MiniMax · open weights · updated July 2026

MiniMax-M2

Parameters
230B / 10B active
Context window
~200K tokens
License
MIT
Modalities
text
Released
2025-10-27

MiniMax-M2 is the tool-use specialist of the open-weight field: 230B total parameters with just 10B active, MIT-licensed, and tuned specifically for agentic loops — 69.4% SWE-bench Verified, 46.3 Terminal-Bench, 83 LiveCodeBench. Mid-2026 roundups still rank it the best open model for tool-driven agents.

The 10B active footprint is the strategic choice: agent workloads burn tokens on long multi-step loops, and M2 delivers near-frontier agentic quality at interactive speed and low serving cost. For teams building autonomous agents rather than chat products, M2 is frequently the efficiency-optimal pick.

MiniMax-M2 specifications

VendorMiniMax (China)
ArchitectureMixture-of-Experts, agent- and tool-use-optimized
Total parameters230B
Active parameters10B
Context window~200K tokens
Modalitiestext
LicenseMIT — weights free to download, self-host, fine-tune, and use commercially
Release date2025-10-27
WeightsHugging Face · GitHub

Benchmarks and reported results

BenchmarkResultNote
SWE-bench Verified69.4%
Terminal-Bench46.3
LiveCodeBench83

Running MiniMax-M2 locally

230B total but only 10B active: 4-bit builds run around 130GB, and the tiny active footprint makes it unusually fast per token.

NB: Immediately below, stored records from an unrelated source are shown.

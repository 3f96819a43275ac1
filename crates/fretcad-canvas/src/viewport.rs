//! Viewport controller: pan/zoom state and pointer interaction for one pane.
//!
//! Pointer input drives a two-state machine:
//!
//! ```text
//! Idle --pointer_down--> Panning --pointer_move--> Panning (pan += delta)
//! Panning --pointer_up / pointer_leave--> Idle
//! ```
//!
//! Wheel events zoom about the cursor in any state. Every operation is a
//! total function of its inputs: non-finite positions, zero deltas and empty
//! dimensions leave the state untouched.

use std::fmt;
use std::sync::Arc;

use fretcad_core::{AppEvent, EventBus, Pane, Shared, ViewportEvent};

use crate::config::CanvasConfig;
use crate::display::DisplaySettings;
use crate::draw::DrawList;
use crate::geometry::{Point, Size};
use crate::pipeline::{self, design_bounds, RenderState};
use crate::view_transform::ViewTransform;

/// Pointer interaction state
#[derive(Debug, Clone, Copy, PartialEq)]
pub enum PointerState {
    Idle,
    /// Dragging; `last` is the previous pointer position in screen pixels.
    Panning { last: Point },
}

/// Owns pan and zoom for one pane and turns input into state changes
pub struct ViewportController {
    pane: Pane,
    pan: Point,
    zoom: f64,
    dimensions: Size,
    pointer: PointerState,
    centered_once: bool,
    config: CanvasConfig,
    display: Shared<DisplaySettings>,
    bus: Arc<EventBus>,
}

impl ViewportController {
    pub fn new(
        pane: Pane,
        config: CanvasConfig,
        display: Shared<DisplaySettings>,
        bus: Arc<EventBus>,
    ) -> Self {
        Self {
            pane,
            pan: Point::ORIGIN,
            zoom: 1.0,
            dimensions: Size::ZERO,
            pointer: PointerState::Idle,
            centered_once: false,
            config,
            display,
            bus,
        }
    }

    pub fn pane(&self) -> Pane {
        self.pane
    }

    pub fn pan(&self) -> Point {
        self.pan
    }

    pub fn zoom(&self) -> f64 {
        self.zoom
    }

    /// Zoom as a whole percentage for the toolbar readout.
    pub fn zoom_percent(&self) -> i64 {
        (self.zoom * 100.0).round() as i64
    }

    pub fn dimensions(&self) -> Size {
        self.dimensions
    }

    pub fn pointer_state(&self) -> PointerState {
        self.pointer
    }

    pub fn is_panning(&self) -> bool {
        matches!(self.pointer, PointerState::Panning { .. })
    }

    pub fn config(&self) -> &CanvasConfig {
        &self.config
    }

    /// Pixel inset of the drawing area under the current display toggles.
    pub fn ruler_inset(&self) -> f64 {
        self.display.borrow().ruler_inset(self.config.ruler_thickness)
    }

    pub fn transform(&self) -> ViewTransform {
        ViewTransform::new(self.pan, self.zoom, self.ruler_inset())
    }

    /// Set the pan offset directly. Non-finite offsets are ignored.
    pub fn set_pan(&mut self, pan: Point) {
        if !pan.is_finite() {
            tracing::warn!("{}: ignoring non-finite pan {:?}", self.pane, pan);
            return;
        }
        self.pan = pan;
        self.publish(ViewportEvent::PanChanged {
            pane: self.pane,
            x: pan.x,
            y: pan.y,
        });
    }

    /// Set the zoom, clamped to the configured bounds. Pan is unchanged.
    pub fn set_zoom(&mut self, zoom: f64) {
        if !zoom.is_finite() {
            return;
        }
        self.apply_zoom(self.config.clamp_zoom(zoom));
    }

    /// Update the surface size.
    ///
    /// The first time both sides become non-zero the view is centred.
    pub fn set_dimensions(&mut self, dimensions: Size) {
        if !dimensions.is_valid() {
            tracing::warn!("{}: ignoring invalid dimensions {:?}", self.pane, dimensions);
            return;
        }
        self.dimensions = dimensions;
        if !self.centered_once && !dimensions.is_empty() {
            self.center_view();
        }
    }

    pub fn pointer_down(&mut self, position: Point) {
        if !position.is_finite() {
            tracing::warn!("{}: ignoring non-finite pointer {:?}", self.pane, position);
            return;
        }
        self.pointer = PointerState::Panning { last: position };
    }

    pub fn pointer_move(&mut self, position: Point) {
        let PointerState::Panning { last } = self.pointer else {
            return;
        };
        if !position.is_finite() {
            return;
        }
        self.pointer = PointerState::Panning { last: position };
        let (dx, dy) = (position.x - last.x, position.y - last.y);
        if dx == 0.0 && dy == 0.0 {
            return;
        }
        self.set_pan(self.pan.offset(dx, dy));
    }

    pub fn pointer_up(&mut self) {
        self.pointer = PointerState::Idle;
    }

    pub fn pointer_leave(&mut self) {
        self.pointer = PointerState::Idle;
    }

    /// Zoom one wheel step about `cursor` (screen pixels, relative to the
    /// pane). Negative `delta_y` zooms in.
    pub fn wheel(&mut self, delta_y: f64, cursor: Point) {
        if !delta_y.is_finite() || delta_y == 0.0 || !cursor.is_finite() {
            return;
        }
        let factor = if delta_y < 0.0 {
            self.config.wheel_zoom_in
        } else {
            self.config.wheel_zoom_out
        };
        let new_zoom = self.config.clamp_zoom(self.zoom * factor);
        if new_zoom == self.zoom {
            return;
        }
        let next = self.transform().zoomed_about(cursor, new_zoom);
        self.pan = next.pan;
        self.zoom = next.zoom;
        tracing::debug!("{}: wheel zoom to {:.3} about {}", self.pane, self.zoom, cursor);
        self.publish(ViewportEvent::ZoomChanged {
            pane: self.pane,
            zoom: self.zoom,
        });
    }

    /// Multiply zoom by the zoom-in step. Pan is unchanged.
    pub fn zoom_in(&mut self) {
        self.set_zoom(self.zoom * self.config.button_zoom_in);
    }

    /// Multiply zoom by the zoom-out step. Pan is unchanged.
    pub fn zoom_out(&mut self) {
        self.set_zoom(self.zoom * self.config.button_zoom_out);
    }

    /// Back to 100%. Pan is unchanged.
    pub fn zoom_reset(&mut self) {
        self.set_zoom(1.0);
    }

    /// Fit the pane's design rectangle into the current dimensions.
    ///
    /// `zoom = min(w / (rw * margin), h / (rh * margin))`, clamped to the
    /// zoom bounds, with the rectangle centre placed at the pane centre (in
    /// pan space, before the ruler inset). Does nothing while the pane has no
    /// area.
    pub fn center_view(&mut self) {
        let size = self.dimensions;
        if size.is_empty() {
            tracing::debug!("{}: centre view skipped, no area", self.pane);
            return;
        }
        let bounds = design_bounds(self.pane);
        let margin = self.config.fit_margin;
        let fit = (size.width / (bounds.width * margin)).min(size.height / (bounds.height * margin));
        if !(fit.is_finite() && fit > 0.0) {
            return;
        }
        let zoom = self.config.clamp_zoom(fit);
        let center = bounds.center();

        self.zoom = zoom;
        self.pan = Point::new(
            size.width / 2.0 - center.x * zoom,
            size.height / 2.0 - center.y * zoom,
        );
        self.centered_once = true;
        tracing::debug!("{}: centred at zoom {:.4} pan {}", self.pane, zoom, self.pan);
        self.publish(ViewportEvent::ViewCentered {
            pane: self.pane,
            zoom,
        });
    }

    /// Draw the pane with the current state and shared display toggles.
    pub fn render(&self) -> DrawList {
        let display = *self.display.borrow();
        pipeline::render(&RenderState {
            pane: self.pane,
            size: self.dimensions,
            pan: self.pan,
            zoom: self.zoom,
            display: &display,
            ruler_thickness: self.config.ruler_thickness,
        })
    }

    fn apply_zoom(&mut self, zoom: f64) {
        if zoom == self.zoom {
            return;
        }
        self.zoom = zoom;
        tracing::debug!("{}: zoom {:.3}", self.pane, zoom);
        self.publish(ViewportEvent::ZoomChanged {
            pane: self.pane,
            zoom,
        });
    }

    fn publish(&self, event: ViewportEvent) {
        self.bus.publish(AppEvent::Viewport(event));
    }
}

impl fmt::Display for ViewportController {
    fn fmt(&self, f: &mut fmt::Formatter<'_>) -> fmt::Result {
        write!(
            f,
            "{} | Zoom: {:.2}x | Pan: ({:.1}, {:.1})",
            self.pane, self.zoom, self.pan.x, self.pan.y
        )
    }
}

impl fmt::Debug for ViewportController {
    fn fmt(&self, f: &mut fmt::Formatter<'_>) -> fmt::Result {
        f.debug_struct("ViewportController")
            .field("pane", &self.pane)
            .field("pan", &self.pan)
            .field("zoom", &self.zoom)
            .field("dimensions", &self.dimensions)
            .field("pointer", &self.pointer)
            .finish()
    }
}
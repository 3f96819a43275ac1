//! # Event Bus Module
//!
//! Decoupled notification between the canvas core and its host.
//!
//! ## Overview
//!
//! The canvas core never paints on its own: every state-affecting call
//! (pan, zoom, resize, toggle) publishes an [`AppEvent`], and the host
//! subscribes to schedule a repaint.
//! - Publishers emit typed events without knowing subscribers
//! - Subscribers filter and receive events of interest
//! - Supports both sync handlers and async broadcast receivers
//!
//! ## Usage
//!
//! ```rust,ignore
//! use fretcad_core::event_bus::{event_bus, AppEvent, EventCategory, EventFilter};
//!
//! let subscription = event_bus().subscribe(
//!     EventFilter::Categories(vec![EventCategory::Viewport]),
//!     |event| request_repaint(event),
//! );
//!
//! event_bus().unsubscribe(subscription);
//! ```

mod bus;
mod events;

pub use bus::*;
pub use events::*;
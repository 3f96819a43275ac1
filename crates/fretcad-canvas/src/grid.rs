//! Adaptive background grid.
//!
//! The grid size steps by powers of two as zoom crosses octave boundaries, so
//! cell density on screen stays roughly constant. Each cell is split into
//! four sub-cells; lines (or dots) are generated only for the logical region
//! that is actually visible.

use crate::color::Color;
use crate::display::{DisplaySettings, GridStyle};
use crate::draw::{DrawCommand, DrawList};
use crate::geometry::{Point, Rect};
use crate::view_transform::ViewTransform;

/// Logical pixels per inch (96 DPI).
pub const INCH_TO_PIXEL: f64 = 96.0;

/// Smallest grid size: 1/8 inch.
pub const MIN_GRID_SIZE: f64 = 0.125 * INCH_TO_PIXEL;

/// Sub-grid divisions per major cell.
pub const SUBDIVISIONS: i64 = 4;

const MINOR_DASH: f64 = 5.0;
const MINOR_DOT_RADIUS: f64 = 1.0;
const MAJOR_DOT_RADIUS: f64 = 1.5;
const MAX_GRID_LINES: i64 = 10_000;
const MAX_GRID_DOTS: i64 = 250_000;

/// Major grid spacing in logical pixels for a zoom factor.
///
/// `INCH_TO_PIXEL * 2^(-floor(log2(zoom)))`, never below [`MIN_GRID_SIZE`].
pub fn adaptive_grid_size(zoom: f64) -> f64 {
    if !(zoom.is_finite() && zoom > 0.0) {
        return INCH_TO_PIXEL;
    }
    let size = INCH_TO_PIXEL * 2f64.powf(-zoom.log2().floor());
    size.max(MIN_GRID_SIZE)
}

/// Integer index range of sub-grid lines covering `[start, end]`.
fn index_range(start: f64, end: f64, step: f64) -> (i64, i64) {
    ((start / step).floor() as i64, (end / step).ceil() as i64)
}

fn is_major(index: i64) -> bool {
    index.rem_euclid(SUBDIVISIONS) == 0
}

/// Draws the grid for one pane
pub struct GridRenderer;

impl GridRenderer {
    pub fn render(
        transform: &ViewTransform,
        visible: &Rect,
        display: &DisplaySettings,
        out: &mut DrawList,
    ) {
        let grid_size = adaptive_grid_size(transform.zoom);
        let sub = grid_size / SUBDIVISIONS as f64;

        let (x0, x1) = index_range(visible.left(), visible.right(), sub);
        let (y0, y1) = index_range(visible.top(), visible.bottom(), sub);

        let columns = x1.saturating_sub(x0).saturating_add(1);
        let rows = y1.saturating_sub(y0).saturating_add(1);
        let too_many = match display.grid_style {
            GridStyle::Lines => columns.saturating_add(rows) > MAX_GRID_LINES,
            GridStyle::Dots => columns.saturating_mul(rows) > MAX_GRID_DOTS,
        };
        if too_many {
            tracing::warn!(
                "Grid skipped: {} columns x {} rows at zoom {:.3}",
                columns,
                rows,
                transform.zoom
            );
            return;
        }

        match display.grid_style {
            GridStyle::Lines => {
                Self::lines(transform, sub, (x0, x1), (y0, y1), display, out)
            }
            GridStyle::Dots => Self::dots(transform, sub, (x0, x1), (y0, y1), out),
        }
    }

    fn lines(
        t: &ViewTransform,
        sub: f64,
        (x0, x1): (i64, i64),
        (y0, y1): (i64, i64),
        display: &DisplaySettings,
        out: &mut DrawList,
    ) {
        let top = t.screen_y(y0 as f64 * sub);
        let bottom = t.screen_y(y1 as f64 * sub);
        let left = t.screen_x(x0 as f64 * sub);
        let right = t.screen_x(x1 as f64 * sub);
        let dash = display.dashed_minor_grid.then_some(MINOR_DASH);

        // Major lines first, minor lines on top
        for major in [true, false] {
            let (color, dash) = if major {
                (Color::GRID_MAJOR, None)
            } else {
                (Color::GRID_MINOR, dash)
            };
            for i in (x0..=x1).filter(|i| is_major(*i) == major) {
                let x = t.screen_x(i as f64 * sub);
                out.push(DrawCommand::Line {
                    from: Point::new(x, top),
                    to: Point::new(x, bottom),
                    color,
                    width: 1.0,
                    dash,
                });
            }
            for j in (y0..=y1).filter(|j| is_major(*j) == major) {
                let y = t.screen_y(j as f64 * sub);
                out.push(DrawCommand::Line {
                    from: Point::new(left, y),
                    to: Point::new(right, y),
                    color,
                    width: 1.0,
                    dash,
                });
            }
        }
    }

    fn dots(
        t: &ViewTransform,
        sub: f64,
        (x0, x1): (i64, i64),
        (y0, y1): (i64, i64),
        out: &mut DrawList,
    ) {
        for i in x0..=x1 {
            let x = t.screen_x(i as f64 * sub);
            for j in y0..=y1 {
                let center = Point::new(x, t.screen_y(j as f64 * sub));
                let command = if is_major(i) && is_major(j) {
                    DrawCommand::Dot {
                        center,
                        radius: MAJOR_DOT_RADIUS,
                        color: Color::GRID_MAJOR_DOT,
                    }
                } else {
                    DrawCommand::Dot {
                        center,
                        radius: MINOR_DOT_RADIUS,
                        color: Color::GRID_MAJOR,
                    }
                };
                out.push(command);
            }
        }
    }
}
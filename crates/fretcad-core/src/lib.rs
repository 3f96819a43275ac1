//! # FretCAD Core
//!
//! Core types, events, and design-state containers for FretCAD.
//! Provides the error taxonomy, the unit conversion table, the application
//! event bus, and the copy-on-write containers behind the layer browser and
//! the parameter panel.

pub mod data;
pub mod error;
pub mod event_bus;
pub mod types;
pub mod units;

pub use data::{
    LayerNode, LayerTree, Parameter, ParameterFlags, ParameterSet, ParameterValue,
    ParameterViewState,
};

pub use error::{Error, LayerError, ParameterError, Result, UnitError};

// Re-export event bus for convenience
pub use event_bus::{
    event_bus, AppEvent, DisplayEvent, EventBus, EventBusConfig, EventCategory, EventFilter,
    LayoutEvent, Pane, SettingsEvent, SubscriptionId, ViewportEvent,
};

pub use types::{shared, thread_safe_rw, Shared, ThreadSafeRw};

pub use units::{convert_unit, display_unit, MeasurementSystem};
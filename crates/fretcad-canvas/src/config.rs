//! Tuning constants for the viewport controller and split layout.

use serde::{Deserialize, Serialize};

/// Canvas behaviour settings
///
/// Everything here has a sensible default; a settings file only needs to name
/// the values it changes.
#[derive(Debug, Clone, Copy, PartialEq, Serialize, Deserialize)]
#[serde(default)]
pub struct CanvasConfig {
    /// Ruler bar thickness in pixels (also the drawing inset when rulers show)
    pub ruler_thickness: f64,
    pub min_zoom: f64,
    pub max_zoom: f64,
    /// Factor applied by the zoom-in button
    pub button_zoom_in: f64,
    /// Factor applied by the zoom-out button
    pub button_zoom_out: f64,
    /// Factor per wheel tick towards the user (negative delta)
    pub wheel_zoom_in: f64,
    /// Factor per wheel tick away from the user (positive delta)
    pub wheel_zoom_out: f64,
    /// Centre view leaves `1 / fit_margin` of the pane around the design
    pub fit_margin: f64,
    /// Share of the height given to the top pane when split view opens
    pub default_split_ratio: f64,
    /// Ratio restored after the split is collapsed by dragging past the bottom
    pub split_reset_ratio: f64,
    pub split_min_ratio: f64,
    pub split_max_ratio: f64,
    /// Width taken by the parameter panel when it is open
    pub panel_width: f64,
}

impl Default for CanvasConfig {
    fn default() -> Self {
        Self {
            ruler_thickness: 20.0,
            min_zoom: 0.2,
            max_zoom: 4.0,
            button_zoom_in: 1.1,
            button_zoom_out: 0.9,
            wheel_zoom_in: 1.1,
            wheel_zoom_out: 0.9,
            fit_margin: 1.1,
            default_split_ratio: 0.75,
            split_reset_ratio: 0.6,
            split_min_ratio: 0.1,
            split_max_ratio: 0.9,
            panel_width: 384.0,
        }
    }
}

impl CanvasConfig {
    /// Clamp a zoom factor into `[min_zoom, max_zoom]`.
    // Inverted bounds are possible before validation; never panics.
    pub fn clamp_zoom(&self, zoom: f64) -> f64 {
        zoom.max(self.min_zoom).min(self.max_zoom)
    }

    pub fn clamp_split_ratio(&self, ratio: f64) -> f64 {
        ratio.max(self.split_min_ratio).min(self.split_max_ratio)
    }
}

One of the best capability-per-dollar self-host targets for agent backends.

What MiniMax-M2 is best for

  • Tool-calling agents and terminal/computer-use workloads
  • High-throughput agent loops where per-token cost compounds
  • Self-hosting on a modest multi-GPU node (MIT license)

Frequently asked questions

What makes MiniMax-M2 good for agents specifically?

It was optimized for multi-step tool use rather than single-shot chat: strong Terminal-Bench (46.3) and SWE-bench Verified (69.4%) scores with only 10B active parameters, so long agentic loops stay fast and cheap.

Can I self-host MiniMax-M2?

Yes — MIT license, ~130GB at 4-bit for the 230B weights. A 2×80GB node or high-memory workstation handles it, with vLLM and SGLang support.